Sunday, November 05, 2006
Walk in the Rays of a Beautiful Sun
In case you're wondering, I won't be going to L.A. next week.
My Uncle Joe and his wife are celebrating their 25th anniversary on Nov. 11 and they had invited me out there for the festivities.
Now I hate to fly and I've been using it as an excuse not to go on any serious kind of trip in years.
It sounded like it would be fun, with so many of my cousins showing up. They told me there was a lady they wanted me to meet and I've been striking out on the East Coast so much, I wondered if things might go better on the other side of the country.
So, like a lot of things, I pretended to think seriously about doing it. And in the end, I didn't do it.
I've got reasons (excuses?) starting off with my father's condition. I don't know what's happening with him and my sister is worried the nursing home might call while I'm away and tell her that the rehab is over, come pick up your dad.
I spoke to Joe and he understands. It's his brother, after all, and he knows what we've been going through.

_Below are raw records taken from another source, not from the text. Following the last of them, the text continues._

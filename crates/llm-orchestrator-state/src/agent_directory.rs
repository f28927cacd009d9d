// Copyright (c) 2025 LLM DevOps
// SPDX-License-Identifier: MIT OR Apache-2.0

//! Database-backed `AgentDirectory`.
//!
//! `llm-orchestrator-core::controller::AgentDirectory` is a synchronous
//! trait -- the controller reads it on every assignment decision and can't
//! await a query there. This implementation keeps an in-memory cache
//! (refreshed from the database by an explicit async call) and serves the
//! trait's synchronous methods from that cache, the same split the teacher
//! uses between `AuditLogger`'s sync event construction and its async
//! storage writes.

use crate::error::Result;
use crate::pool::StatePool;
use dashmap::DashMap;
use llm_orchestrator_core::agents::{AgentDefinition, AgentInstance, AgentStatus};
use llm_orchestrator_core::controller::AgentDirectory;
use sqlx::Row;

fn status_to_str(status: AgentStatus) -> &'static str {
    match status {
        AgentStatus::Idle => "idle",
        AgentStatus::Busy => "busy",
        AgentStatus::Offline => "offline",
        AgentStatus::Error => "error",
    }
}

fn status_from_str(raw: &str) -> AgentStatus {
    match raw {
        "busy" => AgentStatus::Busy,
        "offline" => AgentStatus::Offline,
        "error" => AgentStatus::Error,
        _ => AgentStatus::Idle,
    }
}

pub struct SqlAgentDirectory {
    pool: StatePool,
    definitions: DashMap<String, AgentDefinition>,
    instances: DashMap<String, AgentInstance>,
}

impl SqlAgentDirectory {
    pub fn new(pool: StatePool) -> Self {
        Self {
            pool,
            definitions: DashMap::new(),
            instances: DashMap::new(),
        }
    }

    /// Reloads both caches from the database. Call on startup and
    /// periodically thereafter; the controller only ever sees what's in
    /// the cache, so a stale cache means stale assignment decisions.
    pub async fn refresh(&self) -> Result<()> {
        let definition_rows = sqlx::query("SELECT * FROM agent_definitions").fetch_all(&self.pool).await?;
        self.definitions.clear();
        for row in definition_rows {
            let id: String = row.try_get("id")?;
            let capabilities_json: String = row.try_get("capabilities_json")?;
            let capabilities: Vec<String> = serde_json::from_str(&capabilities_json)?;
            let is_enabled: i64 = row.try_get("is_enabled")?;
            self.definitions.insert(
                id.clone(),
                AgentDefinition {
                    id,
                    name: row.try_get("name")?,
                    capabilities,
                    is_enabled: is_enabled != 0,
                },
            );
        }

        let instance_rows = sqlx::query("SELECT * FROM agent_instances").fetch_all(&self.pool).await?;
        self.instances.clear();
        for row in instance_rows {
            let id: String = row.try_get("id")?;
            let status_str: String = row.try_get("status")?;
            let config_json: String = row.try_get("config_json")?;
            self.instances.insert(
                id.clone(),
                AgentInstance {
                    id,
                    definition_id: row.try_get("definition_id")?,
                    workspace_id: row.try_get("workspace_id")?,
                    project_id: row.try_get("project_id")?,
                    status: status_from_str(&status_str),
                    config: serde_json::from_str(&config_json)?,
                },
            );
        }

        Ok(())
    }

    pub async fn upsert_definition(&self, definition: &AgentDefinition) -> Result<()> {
        let capabilities_json = serde_json::to_string(&definition.capabilities)?;
        sqlx::query(
            r#"
            INSERT INTO agent_definitions (id, name, capabilities_json, is_enabled)
            VALUES (?, ?, ?, ?)
            ON CONFLICT (id) DO UPDATE SET
                name = excluded.name, capabilities_json = excluded.capabilities_json, is_enabled = excluded.is_enabled
            "#,
        )
        .bind(&definition.id)
        .bind(&definition.name)
        .bind(capabilities_json)
        .bind(definition.is_enabled as i64)
        .execute(&self.pool)
        .await?;

        self.definitions.insert(definition.id.clone(), definition.clone());
        Ok(())
    }

    pub async fn upsert_instance(&self, instance: &AgentInstance) -> Result<()> {
        let config_json = serde_json::to_string(&instance.config)?;
        sqlx::query(
            r#"
            INSERT INTO agent_instances (id, definition_id, workspace_id, project_id, status, config_json)
            VALUES (?, ?, ?, ?, ?, ?)
            ON CONFLICT (id) DO UPDATE SET
                definition_id = excluded.definition_id, workspace_id = excluded.workspace_id,
                project_id = excluded.project_id, status = excluded.status, config_json = excluded.config_json
            "#,
        )
        .bind(&instance.id)
        .bind(&instance.definition_id)
        .bind(&instance.workspace_id)
        .bind(&instance.project_id)
        .bind(status_to_str(instance.status))
        .bind(config_json)
        .execute(&self.pool)
        .await?;

        self.instances.insert(instance.id.clone(), instance.clone());
        Ok(())
    }

    /// Writes a status change through to the database. `AgentDirectory`'s
    /// own `set_instance_status` can only update the cache synchronously;
    /// a collaborator that owns the pool should call this instead whenever
    /// it has an async context available.
    pub async fn persist_instance_status(&self, instance_id: &str, status: AgentStatus) -> Result<()> {
        sqlx::query("UPDATE agent_instances SET status = ? WHERE id = ?")
            .bind(status_to_str(status))
            .bind(instance_id)
            .execute(&self.pool)
            .await?;

        if let Some(mut instance) = self.instances.get_mut(instance_id) {
            instance.status = status;
        }
        Ok(())
    }
}

impl AgentDirectory for SqlAgentDirectory {
    fn available_instances(&self, workspace_id: &str, project_id: &str) -> Vec<AgentInstance> {
        self.instances
            .iter()
            .map(|entry| entry.value().clone())
            .filter(|instance| instance.workspace_id == workspace_id && instance.project_id == project_id)
            .collect()
    }

    fn definition(&self, id: &str) -> Option<AgentDefinition> {
        self.definitions.get(id).map(|entry| entry.value().clone())
    }

    fn set_instance_status(&self, instance_id: &str, status: AgentStatus) {
        if let Some(mut instance) = self.instances.get_mut(instance_id) {
            instance.status = status;
        }
    }
}

#[cfg(test)]
mod tests {
    use super::*;
    use crate::pool::ensure_schema;
    use sqlx::any::AnyPoolOptions;
    use std::collections::HashMap;

    async fn directory() -> SqlAgentDirectory {
        sqlx::any::install_default_drivers();
        let pool = AnyPoolOptions::new()
            .max_connections(1)
            .connect("sqlite::memory:")
            .await
            .unwrap();
        ensure_schema(&pool).await.unwrap();
        SqlAgentDirectory::new(pool)
    }

    #[tokio::test]
    async fn refresh_populates_caches_from_database() {
        let directory = directory().await;
        directory
            .upsert_definition(&AgentDefinition {
                id: "def-1".to_string(),
                name: "coder".to_string(),
                capabilities: vec!["code".to_string()],
                is_enabled: true,
            })
            .await
            .unwrap();
        directory
            .upsert_instance(&AgentInstance {
                id: "inst-1".to_string(),
                definition_id: "def-1".to_string(),
                workspace_id: "ws-1".to_string(),
                project_id: "proj-1".to_string(),
                status: AgentStatus::Idle,
                config: HashMap::new(),
            })
            .await
            .unwrap();

        let fresh = directory_from_same_pool(&directory).await;
        fresh.refresh().await.unwrap();

        assert!(fresh.definition("def-1").is_some());
        assert_eq!(fresh.available_instances("ws-1", "proj-1").len(), 1);
    }

    async fn directory_from_same_pool(existing: &SqlAgentDirectory) -> SqlAgentDirectory {
        SqlAgentDirectory::new(existing.pool.clone())
    }

    #[tokio::test]
    async fn set_instance_status_updates_cache_immediately() {
        let directory = directory().await;
        directory
            .upsert_instance(&AgentInstance {
                id: "inst-2".to_string(),
                definition_id: "def-1".to_string(),
                workspace_id: "ws-1".to_string(),
                project_id: "proj-1".to_string(),
                status: AgentStatus::Idle,
                config: HashMap::new(),
            })
            .await
            .unwrap();

        directory.set_instance_status("inst-2", AgentStatus::Busy);
        let instances = directory.available_instances("ws-1", "proj-1");
        assert_eq!(instances[0].status, AgentStatus::Busy);
    }
}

I promised I'd get out there soon, and I'm thinking about moving out there after we get my father's situation sorted out. But then I've been talking about moving out there for many years and I'm still in Brooklyn.
On The Run
I started my day on Fourth Avenue in Bay Ridge, watching the human tidal wave known as the New York Marathon roll by.
No matter how many times I watch the marathon, I never get tired of it. All the people, all the nationalities, the costumes, personal messages--it's a blast. And then it's over so quickly.
This year I was down by 65th Street, hanging with a co-worker, while yet another co-worker ran by us on her way to the finish line.
A group of bagpipers played for the runners, and one lady took a break from her run to do a jig right in front of them.
From there, I was off to Coney Island to visit my father, who is confined to a wheel chair. I got there just as they were serving lunch. A tape machine was playing this old song called "O-o-h Child," which talks about how things are gonna get easier, some day when the world is much brighter.
I looked around the room at this elderly, sick people. Many of them didn't seem to know where they were. One lady sat in her wheelchair and just wailed like a baby.
It was upsetting, but getting anxious or depressed doesn't help the situation, so I took out my mother's mass card, the one with St. Martin de Porres (his feast day was Nov. 3) and I prayed for this lady, and for my father, and for everybody else in the room.
The fact is they are in a tough situation and they are getting the best care possible. But they are a time in life when there is no much more that can be done for them. It shows you have to do your living now, see and do things while you are still able. And don't poison yourself with regret.
I met my sister-in-law today, when my brother walked into the hospital with his new wife. They've been together for a while and married for about a year, but this is the first time we laid eyes on each other. It's kind of complicated, but since I'm slowly losing my father, I could use some new family members.
We took my father downstairs to the lobby and it turned into one of those situations where we talked around him, but not to him. Between the dementia and hearing loss, he really can't participate in most conversations. He kept on insisting he had to pay a bill, apparently convinced he's in a hotel.
I didn't argue. I just told him the cashier was off today and would be back on Monday. I even wheeled him over to the office and showed him the locked door. That seemed to satisfy him.
After my brother and his wife left, I played poker with my dad. I had to tell him what to do on several occassions and he would only toss away one card. But he did surprise me once.
"What do you have ?" I asked him.
Convinced he was wrong, I took a look at his cards. And, son-of-a-bitch, he did have a straight, the old bugger.
There's a fabulous old Wurlitzer juke box in the lobby and somebody put on a Righteous Brothers album.
Well, after "You Lost That Loving Feeling," and "Unchained Melody" I had enough, but they kept on singing, the bastards, belting out a bunch of songs I never heard of and a really painful rendition of "The White Cliffs of Dover." If people had sung it like that back in World War II, the Nazis would have won.
It was getting late so I took my father back upstairs and told him I had to go. I promised I'd be back next week and then I headed back down to the boardwalk toward the train station.
Yes, Coney Island is the last stop on the subway, but you know, it's also the beginning of the Atlantic Ocean. So, people leaving that nursing home for the last time are heading off on a whole new voyage, aren't they?
I got a call tonight from my niece, Kristin, who is a freshman in college (I still can't believe it!) in upstate New York. She was doing some project and she had all these questions about the health of various family members. God, she started to sound like the emergency room doctor I spoke to the day my father had the stroke.
She sounded so mature, so intelligent, nothing like the little baby I bounced on my lap, well, it's like last week to me, but it really was 17 years ago. I told her of my desire to go to L.A. and she thought that was a good idea. She said it's a good place for creative person.
We talked a little while longer and then she had to go. I told her I loved her and when I hung up, my first thought was, God I'm a lucky bastard.
So, yes, maybe someday we will actually get it toghether and get it undone. Maybe we will walk in the rays of a beautiful sun.